Come join the workshop in Chadwick 217, at 14.00 on Friday Feb 17th to see how you might play a part in this.
Introduction: for some time during 2011 Dr Tim Sparks and Peter Gingold have been pursuing an idea of Tim’s, the use of dated photos to provide vivid evidence of climate change. An example from the USA:
Note that the photos must be taken during the spring or autumn (and of deciduous trees or shrubs); summer and winter present a less interesting picture!
Work to Date
The project thus far has focused primarily on photos of iconic locations already in the public domain – from a variety of online photo archives. A good example is Remembrance Day in Whitehall, UK, which takes place on or near November 11.
Other examples include Remembrance Day (November 11) in France, Queen’s Day (a national holiday in The Netherlands on April 30) and the May Day Parade in Red Square – though there are challenges in finding photos of trees rather than rockets.
The methodology in use to date is as follows:
- A 5-point scale has been defined: 5 = full leaf cover, 1 = bare.
- A panel are invited to ‘score’ a given photo from 1 to 5. Marked divergences illustrate the need to find additional photos.
- Average results can be simply plotted on a graph, or correlated with the instrumental record. They provide abundant evidence of climate change – and at iconic locations and events.
No major methodological problems have emerged that seem to be insuperable.
Notwithstanding the fact that there is a gap in the (readily available) photographic record in the seventies and eighties the evidence seems crystal clear – an increase in the length of the period of being in leaf has clearly taken place (vertical bars indicate unresolved differences between separate photos reportedly from the same year).
Tim is currently working on a paper for publication.
It seems clear that this approach has enormous promise. Iconic locations and events have been used to date for ease of access in the public domain, and also because they tell a powerful story. But many other records exist: archives of local and national newspapers, records of parks and arboreta, local sports clubs, local history societies, family albums etc. With the caveat that photos are frequently not marked with the date on which they were taken, often just season or year, there are enormous resources waiting to be explored. And looking forwards, the fact of digital photos often being geo-tagged by default means that this approach to recording climate could scarcely be simpler.
Citizen Science: the approach we have outlined obviously lends itself to a citizen science web site, whose functioning and protocol could be roughly as follows:
1. The aim of the site is to create options for:
- Uploading a series of (minimum 2) dated photographs of a given location
- Allowing registered users to score the leafiness of photographs
- Scores to be assessed and approved by some form of moderation process.
- An average score to be displayed
- Some form of output to be displayed automatically.
2. A key initial feature could and should be a number of image series from iconic locations: Remembrance Day at the Cenotaph, ditto inParis, the Moscow May Day parade would be good starts, but the broader geographic spread the better. For example, there are innumerable St Patrick’s Day parades across the US.
3. At start-up it should ideally also have several series of more photos from more domestic or everyday locations in different parts of the world.

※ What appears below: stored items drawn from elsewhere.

//! Trick entities summoned by trick squeaks.

use std::sync::Arc;

use squeak_core::{
    ClearSide, Damage, EngineResult, EntityBehavior, EntityId, EntityTemplate, Feature,
    FeatureId, GameManager, SkillRegistry, TimerBehavior, TimerContext,
};
use tracing::info;

pub const SUNDIAL: &str = "Sundial";
pub const SUNDIAL_CRUMB_COST: u32 = 30;

/// Enemy turns a sundial must survive before it goes off.
pub const SUNDIAL_FUSE: u32 = 5;

pub fn sundial(registry: &SkillRegistry) -> EngineResult<EntityTemplate> {
    EntityTemplate::builder(SUNDIAL)
        .description(
            "The ultimate last resort. If not destroyed within 5 enemy turns, it explodes, \
             setting every lair of its side to 1 health and killing every entity on the field.",
        )
        .health(5)
        .collision(true)
        .behavior(Arc::new(SundialBehavior))
        .build(registry)
}

/// Arms the explosion timer when summoned.
#[derive(Clone, Copy, Debug, Default)]
pub struct SundialBehavior;

impl EntityBehavior for SundialBehavior {
    fn on_summon(&self, game: &mut GameManager, entity: EntityId) -> EngineResult<()> {
        game.apply_timer(entity, ClearSide::Enemy, SUNDIAL_FUSE, Arc::new(Explosion))?;
        Ok(())
    }
}

#[derive(Clone, Copy, Debug, Default)]
pub struct Explosion;

impl TimerBehavior for Explosion {
    fn name(&self) -> &'static str {
        "sundial_explosion"
    }

    fn on_timer_over(&self, game: &mut GameManager, timer: TimerContext) -> EngineResult<()> {
        if let Some(side) = game.entity(timer.entity)?.side() {
            let lairs: Vec<FeatureId> = game
                .board()
                .lairs(side)
                .filter(|lair| lair.is_damageable())
                .map(Feature::id)
                .collect();
            for lair in lairs {
                game.set_feature_health(lair, 1)?;
            }
        }

        let doomed: Vec<EntityId> = game
            .board()
            .entities()
            .filter(|entity| entity.is_damageable())
            .map(|entity| entity.id())
            .collect();
        info!(sundial = %timer.entity, casualties = doomed.len(), "sundial exploded");
        for entity in doomed {
            if game.entity(entity).is_ok() {
                game.damage_entity(entity, Damage::InstantKill)?;
            }
        }
        Ok(())
    }
}

/// Placement guard for sundial squeaks: refused once every lair of the
/// acting side is already down to 1 health.
pub fn sundial_ready(game: &GameManager) -> bool {
    game.board()
        .lairs(game.turn())
        .any(|lair| lair.health() != Some(1))
}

4. Users need the option to be able to upload a new set of photos.
5. In summary, therefore, a registered user could:
- Score an existing photo
- Add photos to an existing series that has gaps, or weak photos
- Start a new series with their own photos
- The site has to be sceptic- and vandal-resistant. Proof in some form of the reliability and accurate dating of new photos would presumably be needed (validation on a sample basis retrospectively?) which might be challenging and/or administratively demanding.
Most citizen science sites come stocked with a defined set of data which users are invited to interpret; the scope for this one is much more open-ended, since there are no limits on the number or geographic spread of photos to be covered, and every reason to invite ever larger numbers to take part; a lot of the benefit would probably come from international comparisons. Given the largely common-sense nature of the evaluation and analysis, it may also be possible to take the citizen science element to a further level, by giving user groups a level of control over or at least input into functionality.
There is a fascinating challenge in exploring what forms the ‘output’ should take. Turning photographs into a number, then summarising those numbers in a graph or some such appeals to the traditionally minded! But is it really in the spirit of the project? How might the information be presented in a more lively way that does justice to the originality and individuality of the data?
Possibilities: presented here are some – by no means all – of the questions that seem to need exploration. More are welcome, as well as answers to them.
- How much more valuable is a time series than, say, a pair of photos?
- How to present the data? For example, might an animation or some other visual representation be more powerful than traditional forms of data presentation?
- How near (in location and date) do photos have to be to count as being at the same site?
- Would it be desirable to extrapolate from ‘scores on a given date’ to ‘season length’? And if so, how?
Citizen Science web site
- How tricky is the validation-of-new-photos problem?
- How big a job is developing the site?
- Are copyright issues significant?
- What is the extent of local photo archives?
- How well are local photo archives documented (i.e. with dates)?
- How enthusiastic would people be to join in on such an exercise?
- How well would this work in areas of less seasonality?
- How would this project be best structured as a research programme?
- What disciplines should be involved? Can it extend to social, historic and cultural changes detected from photographs?
- What would the research question(s) be?